Einzigartige Eigenschaften von Tamahagane:
- Balance aus Härte und Flexibilität: Durch den speziellen Schmelzprozess und die traditionelle Falttechnik erhält die Klinge optimale Eigenschaften für das Studium traditioneller Techniken.
- Einzigartige Ästhetik: Jede Tamahagane-Replik weist eine unverwechselbare Stahlstruktur (Hada) und eine sichtbare Härtelinie (Hamon) auf, die durch natürliche Unreinheiten und handwerkliche Verarbeitung entstehen.

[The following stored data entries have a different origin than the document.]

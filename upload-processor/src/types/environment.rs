//! Environment configuration for different deployment stages

use std::env;
use std::num::ParseIntError;

use gallery_storage::{StoreConfig, DEFAULT_BUCKET};

use crate::processor::DEFAULT_MAX_UPLOAD_BYTES;
use crate::thumbnail::{ThumbnailBackend, DEFAULT_THUMBNAIL_HEIGHT};

const DEFAULT_PORT: u16 = 8080;

/// Application environment configuration
#[derive(Debug, Clone, PartialEq, Eq)]
pub enum Environment {
    /// Production environment
    Production,
    /// Staging environment
    Staging,
    /// Development environment (uses `LocalStack`)
    Development,
}

impl Environment {
    /// Creates an Environment from the `APP_ENV` environment variable
    ///
    /// # Panics
    ///
    /// Panics if `APP_ENV` contains an invalid value
    #[must_use]
    pub fn from_env() -> Self {
        let env = env::var("APP_ENV")
            .unwrap_or_else(|_| "development".to_string())
            .trim()
            .to_lowercase();

        match env.as_str() {
            "production" => Self::Production,
            "staging" => Self::Staging,
            "development" => Self::Development,
            _ => panic!("Invalid environment: {env}"),
        }
    }

    /// Bucket holding uploads and processed images
    #[must_use]
    pub fn bucket_name(&self) -> String {
        env::var("BUCKET_NAME").unwrap_or_else(|_| DEFAULT_BUCKET.to_string())
    }

    /// Object store connection settings
    #[must_use]
    pub fn store_config(&self) -> StoreConfig {
        let mut config = match self {
            Self::Production | Self::Staging => StoreConfig::cloud_storage(self.bucket_name()),
            Self::Development => StoreConfig::localstack(self.bucket_name()),
        };

        if let Ok(endpoint_url) = env::var("STORE_ENDPOINT_URL") {
            config.endpoint_url = Some(endpoint_url);
        }

        config
    }

    /// Port the event endpoint listens on
    ///
    /// # Errors
    ///
    /// Returns an error if `PORT` is set but is not a valid port number
    pub fn port(&self) -> Result<u16, ParseIntError> {
        env::var("PORT").map_or(Ok(DEFAULT_PORT), |p| p.parse())
    }

    /// Which thumbnail generator to run
    ///
    /// # Panics
    ///
    /// Panics if `THUMBNAIL_BACKEND` names an unknown generator
    #[must_use]
    pub fn thumbnail_backend(&self) -> ThumbnailBackend {
        env::var("THUMBNAIL_BACKEND").map_or(ThumbnailBackend::ImageMagick, |backend| {
            backend
                .parse()
                .unwrap_or_else(|_| panic!("Invalid thumbnail backend: {backend}"))
        })
    }

    /// Thumbnail height in pixels
    #[must_use]
    pub fn thumbnail_height(&self) -> u32 {
        env::var("THUMBNAIL_HEIGHT")
            .ok()
            .and_then(|val| val.parse::<u32>().ok())
            .filter(|height| *height > 0)
            .unwrap_or(DEFAULT_THUMBNAIL_HEIGHT)
    }

    /// Largest upload the processor accepts, in bytes
    #[must_use]
    pub fn max_upload_bytes(&self) -> u64 {
        env::var("MAX_UPLOAD_BYTES")
            .ok()
            .and_then(|val| val.parse::<u64>().ok())
            .filter(|limit| *limit > 0)
            .unwrap_or(DEFAULT_MAX_UPLOAD_BYTES)
    }

    /// Whether logs are emitted as JSON
    #[must_use]
    pub const fn json_logs(&self) -> bool {
        matches!(self, Self::Production | Self::Staging)
    }
}
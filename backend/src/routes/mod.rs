mod docs;
mod health;
pub mod v1;

use aide::axum::{routing::get, ApiRouter};

/// Creates the router with all handler routes
pub fn handler() -> ApiRouter {
    ApiRouter::new()
        .merge(docs::handler())
        .api_route("/health", get(health::handler))
        .nest("/api/v1", v1::handler())
}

- Exklusivität für Sammler: Die Herstellung von Tamahagane ist extrem limitiert und zeitaufwendig, wodurch diese Schwerter zu den exklusivsten Stücken jeder Sammlung gehören.
Verwendung und Bedeutung in der modernen Zeit
Heute werden Schwertrepliken aus Tamahagane vor allem von Kennern japanischer Geschichte, Sammlern und fortgeschrittenen Praktizierenden traditioneller Disziplinen geschätzt. Aufgrund ihres kulturellen und historischen Wertes gelten sie als lebendige Kunstwerke. Jedes Stück aus unserem Sortiment steht für japanische Präzision und eine Handwerkstradition, die von mittelalterlichen Meistern bis in die Gegenwart reicht.